The Abstinence Clearinghouse-which I guess is like Publisher’s Clearinghouse, but if you win instead of a million bucks you get no sex?-recently launched a blog, which I of course checked out since I love kitsch. Mostly it’s full of irritating news and eye-rolling slogans (“Free love is pretty expensive!”) but one post in particular actually blew my mind:
I recently received the following email. Thought many of you would enjoy it.
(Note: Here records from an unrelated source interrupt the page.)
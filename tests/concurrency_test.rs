//! Concurrent access: parallel readers and writers across shards, shared
//! eviction policy state, and cancellation observed from another thread.

use std::sync::{Arc, Barrier};
use std::thread;
use std::time::Duration;

use rand::seq::SliceRandom;
use rand::thread_rng;
use simcache::eviction::Lru;
use simcache::prelude::*;

#[test]
fn parallel_writers_and_readers() {
    const WRITERS: usize = 4;
    const READERS: usize = 4;
    const KEYS_PER_WRITER: usize = 200;

    let cache: Arc<Cache<String, usize>> = Arc::new(
        Cache::builder()
            .shards(16)
            .max_size(WRITERS * KEYS_PER_WRITER * 2)
            .build(),
    );
    let barrier = Arc::new(Barrier::new(WRITERS + READERS));
    let mut handles = Vec::new();

    for w in 0..WRITERS {
        let cache = Arc::clone(&cache);
        let barrier = Arc::clone(&barrier);
        handles.push(thread::spawn(move || {
            let ctx = Context::background();
            barrier.wait();
            let mut keys: Vec<usize> = (0..KEYS_PER_WRITER).collect();
            keys.shuffle(&mut thread_rng());
            for i in keys {
                cache.set(&ctx, format!("w{w}-k{i}"), i).unwrap();
            }
        }));
    }

    for r in 0..READERS {
        let cache = Arc::clone(&cache);
        let barrier = Arc::clone(&barrier);
        handles.push(thread::spawn(move || {
            let ctx = Context::background();
            barrier.wait();
            for i in 0..KEYS_PER_WRITER {
                // Reads race the writers; any answer is fine, but the call
                // must neither block forever nor corrupt state.
                let _ = cache.get(&ctx, &format!("w{}-k{i}", r % WRITERS));
            }
        }));
    }

    for handle in handles {
        handle.join().unwrap();
    }

    let ctx = Context::background();
    assert_eq!(cache.len(), WRITERS * KEYS_PER_WRITER);
    for w in 0..WRITERS {
        for i in 0..KEYS_PER_WRITER {
            assert_eq!(cache.get(&ctx, &format!("w{w}-k{i}")), Some(i));
        }
    }
}

#[test]
fn shared_lru_policy_survives_contention() {
    const THREADS: usize = 8;
    const OPS: usize = 300;
    const MAX_SIZE: usize = 64;

    // One shard keeps the policy's tracked set equal to the resident set,
    // so the capacity bound is exact even under contention.
    let cache: Arc<Cache<usize, usize>> = Arc::new(
        Cache::builder()
            .shards(1)
            .max_size(MAX_SIZE)
            .eviction(Arc::new(Lru::new()))
            .enable_stats(true)
            .build(),
    );
    let barrier = Arc::new(Barrier::new(THREADS));
    let mut handles = Vec::new();

    for t in 0..THREADS {
        let cache = Arc::clone(&cache);
        let barrier = Arc::clone(&barrier);
        handles.push(thread::spawn(move || {
            let ctx = Context::background();
            barrier.wait();
            for i in 0..OPS {
                let key = t * OPS + i;
                cache.set(&ctx, key, key).unwrap();
                let _ = cache.get(&ctx, &(key / 2));
                if i % 7 == 0 {
                    cache.delete(&ctx, &(key / 3));
                }
            }
        }));
    }

    for handle in handles {
        handle.join().unwrap();
    }

    assert!(
        cache.len() <= MAX_SIZE,
        "len {} exceeded bound {MAX_SIZE}",
        cache.len()
    );

    let stats = cache.stats();
    assert!(stats.sets as usize >= THREADS * OPS);
    assert!(stats.sets >= stats.deletes + stats.evictions + cache.len() as u64);
}

#[test]
fn concurrent_similarity_searches_and_writes() {
    let cache: Arc<Cache<String, String>> = Arc::new(
        Cache::builder()
            .shards(8)
            .threshold(0.7)
            .build()
            .with_similarity(|a: &String, b: &String| levenshtein(a, b)),
    );
    let ctx = Context::background();
    for i in 0..100 {
        cache.set(&ctx, format!("term{i}"), format!("value{i}")).unwrap();
    }

    let writer = {
        let cache = Arc::clone(&cache);
        thread::spawn(move || {
            let ctx = Context::background();
            for i in 100..200 {
                cache.set(&ctx, format!("term{i}"), format!("value{i}")).unwrap();
                thread::sleep(Duration::from_micros(50));
            }
        })
    };

    let searcher = {
        let cache = Arc::clone(&cache);
        thread::spawn(move || {
            let ctx = Context::background();
            let mut hits = 0;
            for i in 0..100 {
                if let Some(found) = cache.get_similar(&ctx, &format!("term{i}")) {
                    assert!(found.score >= 0.7);
                    hits += 1;
                }
            }
            hits
        })
    };

    writer.join().unwrap();
    let hits = searcher.join().unwrap();
    assert!(hits > 0, "similarity searches never matched during writes");
}

#[test]
fn cancellation_is_observed_across_threads() {
    let cache: Arc<Cache<String, String>> = Arc::new(Cache::new());
    let ctx = Context::background();
    cache.set(&ctx, "k".into(), "v".into()).unwrap();

    let (cancelled_ctx, handle) = ctx.with_cancel();
    let canceller = thread::spawn(move || {
        handle.cancel();
    });
    canceller.join().unwrap();

    let worker = {
        let cache = Arc::clone(&cache);
        thread::spawn(move || cache.set(&cancelled_ctx, "other".into(), "v".into()))
    };

    assert_eq!(worker.join().unwrap(), Err(CacheError::Cancelled));
    assert_eq!(cache.len(), 1);
}

#[test]
fn touch_under_read_lock_does_not_lose_counts() {
    const READERS: usize = 8;
    const READS: usize = 500;

    let cache: Arc<Cache<String, u32>> = Arc::new(Cache::builder().enable_stats(true).build());
    let ctx = Context::background();
    cache.set(&ctx, "hot".into(), 1).unwrap();

    let barrier = Arc::new(Barrier::new(READERS));
    let handles: Vec<_> = (0..READERS)
        .map(|_| {
            let cache = Arc::clone(&cache);
            let barrier = Arc::clone(&barrier);
            thread::spawn(move || {
                let ctx = Context::background();
                barrier.wait();
                for _ in 0..READS {
                    assert_eq!(cache.get(&ctx, &"hot".into()), Some(1));
                }
            })
        })
        .collect();

    for handle in handles {
        handle.join().unwrap();
    }

    // Hit accounting goes through atomics, so concurrent read-lock holders
    // must not lose increments.
    assert_eq!(cache.stats().hits, (READERS * READS) as u64);
}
Read on–
Installing A Husband…Dear Tech Support,
Last year I upgraded from Boyfriend 5.0 to Husband 1.0 and noticed a distinct slow down in overall system performance — particularly in the flower and jewelry applications,which operated flawlessly under Boyfriend 5.0.
In addition, Husband 1.0 uninstalled many other valuable programs, such as Romance 9.5 and Personal Attention 6.5 and then installed undesirable programs such as NFL 5.0, NBA 3 . 0, and Golf Clubs 4.1.
Conversation 8.0 no longer runs, and Housecleaning 2.6 simply crashes the system. I’ve tried running Nagging 5.3 to fix these problems, but to no avail.
What can I do?
Signed,
Desperate
Then there’s the joke response, which you can surmise if you’ve ever seen a sitcom: “I Thought You Loved Me.exe,” Beer 6.1, Food 3.0 and Hot Lingerie 7.7 all factor in. You probably had this very email forwarded to you by a “friend” in 1997.
This organization is an entire organization devoted solely to convincing young adults (mainly teenage girls) that they should wait until they’re married to give it up. Therefore, I honestly have no idea why they thought it would be a good idea to post this. It would seem that the assumption here is that, once a dude pops your cherry, he immediately turns into Homer Simpson. And then every other post on the site is dedicated to telling you that this is a good thing.
I get that it’s supposed to be a joke-haha, relationship problems that make actual people miserable every day have numbers behind them, like they’re computer programs!-but I think I’d rather keep it under wraps and join the convent if these are my options.